Lock and Stewart found that over a range of high temperatures and high angular momenta, planet-sized bodies could form a new, much larger structure, an indented disk rather like a red blood cell or a donut with the center filled in. The object is mostly vaporized rock, with no solid or liquid surface.
They have dubbed the new object a "synestia," from "syn-," "together" and "Estia," Greek goddess of architecture and structures.
The key to synestia formation is that some of the structure's material goes into orbit. In a spinning, solid sphere, every point from the core to the surface is rotating at the same rate. But in a giant impact, the material of the planet can become molten or gaseous and expands in volume. If it gets big enough and is moving fast enough, parts of the object pass the velocity needed to keep a satellite in orbit, and that's when it forms a huge, disc-shaped synestia, according to the new study.
Previous theories had suggested that giant impacts might cause planets to form a disk of solid or molten material surrounding the planet. But for the same mass of planet, a synestia would be much larger than a solid planet with a disk.
Most planets likely experience collisions that could form a synestia at some point during their formation, Stewart said. For an object like Earth, the synestia would not last very long – perhaps a hundred years – before it lost enough heat to condense back into a solid object.
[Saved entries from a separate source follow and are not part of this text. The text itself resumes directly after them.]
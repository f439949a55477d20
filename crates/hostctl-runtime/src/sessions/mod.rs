//! Streaming sessions: shared log streams and private terminals.
//!
//! - `launcher` - which process serves a log target
//! - `registry` - session ownership, sharing and grace-period teardown
//! - `terminal` - per-client PTY shells

mod launcher;
mod registry;
mod terminal;

pub use launcher::{LaunchedSource, LogSourceLauncher, SourcePlan, SystemLogLauncher, plan_source};
pub use registry::{LogSubscription, SessionConfig, SessionRegistry};
pub use terminal::{TerminalOptions, TerminalSession};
But synestia formed from larger or hotter objects such as gas giant planets or stars could potentially last much longer, she said.
The synestia structure also suggests new ways to think about lunar formation. The moon is remarkably like Earth in composition, and most current theories about how the moon formed involve a giant impact that threw material into orbit. But such an impact could have instead formed a synestia from which the Earth and Moon both condensed, Stewart said.
No one has yet observed a synestia directly, but they might be found in other solar systems once astronomers start looking for them alongside rocky planets and gas giants, she said.